We also analyzed the relationships between MT2A SNPs and clinical features of BC, including tumor size, lymph node metastasis, ER/PR/HER-2 status, his-tological grade, and venous invasion. As shown in Table 3, when the G/G genotype was used as a reference, there was no significant relation between the rs10636 polymorphism and clinical parameters except the histological grade (C/C vs.

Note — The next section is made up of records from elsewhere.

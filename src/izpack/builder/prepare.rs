//! Side-car planning for per-OS install directories.
//!
//! The installer's target panel reads its default install path from a
//! resource file, one per OS family. Planning is pure: it only decides
//! where each file goes and what it holds. Files are written by
//! [`PreparedResources::write_all`] once the descriptor rendered cleanly.

use crate::izpack::{
    error::{Error, ErrorExt, Result},
    sections::{OsFamily, Resources, install_dir_resource_id},
    utils::fs::write_text_file,
};
use path_absolutize::Absolutize;
use serde::Serialize;
use std::{
    collections::BTreeMap,
    path::{Path, PathBuf},
};

/// A single planned side-car file.
#[derive(Clone, Debug, PartialEq, Eq, Serialize)]
pub struct SideCar {
    /// OS family the install path applies to.
    pub os: OsFamily,

    /// Absolute location of the file.
    pub path: PathBuf,

    /// Install path written as the file's only line.
    pub content: String,
}

/// Side-car files planned for one generation run.
#[derive(Clone, Debug, Default)]
pub struct PreparedResources {
    side_cars: Vec<SideCar>,
}

impl PreparedResources {
    /// Returns the planned files in OS family order.
    pub fn side_cars(&self) -> &[SideCar] {
        &self.side_cars
    }

    /// Returns side-car paths keyed by OS family, for the render context.
    pub fn install_dir_sources(&self) -> BTreeMap<OsFamily, PathBuf> {
        self.side_cars
            .iter()
            .map(|side_car| (side_car.os.clone(), side_car.path.clone()))
            .collect()
    }

    /// Writes every planned file.
    pub async fn write_all(&self) -> Result<()> {
        for side_car in &self.side_cars {
            write_text_file(&side_car.path, &side_car.content).await?;
            log::info!(
                "Wrote install directory for {} to {}",
                side_car.os,
                side_car.path.display()
            );
        }
        Ok(())
    }

    /// Removes previously written side-cars. Failures are logged, not returned.
    pub async fn remove_all(&self) {
        for side_car in &self.side_cars {
            match tokio::fs::remove_file(&side_car.path).await {
                Ok(()) => log::debug!("Removed {}", side_car.path.display()),
                Err(e) if e.kind() == std::io::ErrorKind::NotFound => {}
                Err(e) => log::warn!("Failed to remove {}: {}", side_car.path.display(), e),
            }
        }
    }
}

/// Plans side-car files for every install directory declared on `resources`.
///
/// Returns an empty plan when no resources section is attached.
///
/// # Errors
///
/// [`Error::MultiLineInstallDir`] when a path contains a line break.
pub fn prepare_install_dirs(
    resources: Option<&Resources>,
    generated_dir: &Path,
) -> Result<PreparedResources> {
    let Some(resources) = resources else {
        return Ok(PreparedResources::default());
    };

    let mut side_cars = Vec::with_capacity(resources.install_dirs().len());
    for (os, install_path) in resources.install_dirs() {
        if install_path.contains(['\n', '\r']) {
            return Err(Error::MultiLineInstallDir { os: os.to_string() });
        }

        let path = generated_dir.join(install_dir_resource_id(os));
        let path = path
            .absolutize()
            .fs_context("resolving side-car path", &path)?
            .into_owned();

        log::debug!("Planned install directory side-car for {}: {}", os, path.display());
        side_cars.push(SideCar {
            os: os.clone(),
            path,
            content: install_path.clone(),
        });
    }

    Ok(PreparedResources { side_cars })
}

#[cfg(test)]
mod tests {
    use super::*;

    #[test]
    fn no_resources_plans_nothing() {
        let prepared = prepare_install_dirs(None, Path::new("out")).expect("plan");
        assert!(prepared.side_cars().is_empty());
        assert!(prepared.install_dir_sources().is_empty());
    }

    #[test]
    fn plans_one_absolute_file_per_os() {
        let mut resources = Resources::new();
        resources
            .set_install_dir(OsFamily::unix(), "/opt/app")
            .set_install_dir(OsFamily::windows(), "C:\\Program Files\\App");

        let prepared = prepare_install_dirs(Some(&resources), Path::new("out/izpack")).expect("plan");
        let side_cars = prepared.side_cars();

        assert_eq!(side_cars.len(), 2);
        assert!(side_cars.iter().all(|s| s.path.is_absolute()));
        assert!(side_cars[0].path.ends_with("out/izpack/TargetPanel.dir.unix"));
        assert_eq!(side_cars[0].content, "/opt/app");
        assert!(side_cars[1].path.ends_with("out/izpack/TargetPanel.dir.windows"));
    }

    #[test]
    fn line_breaks_in_install_path_are_rejected() {
        for path in ["/opt/app\n/etc/other", "/opt/app\r"] {
            let mut resources = Resources::new();
            resources.set_install_dir(OsFamily::unix(), path);

            let err = prepare_install_dirs(Some(&resources), Path::new("out")).unwrap_err();
            assert!(matches!(err, Error::MultiLineInstallDir { ref os } if os == "unix"));
        }
    }
}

G/G: OR = 0.46, 95% CI = 0.29- 0.74, P = 0.001; G/C+C/C vs. G/G: OR = 0.63, 95% CI = 0.42- 0.93, P = 0.02). The same result was found in the analysis of the rs28366003 polymorphism and the histological grade of BC (G/G vs. A/A, OR = 0.52, 95% CI = 0.33- 0.82, P = 0.005, shown in Table 4).
Table 3. The associations between the MT-2A rs10636 polymorphism and clinical characteristics of BC patients.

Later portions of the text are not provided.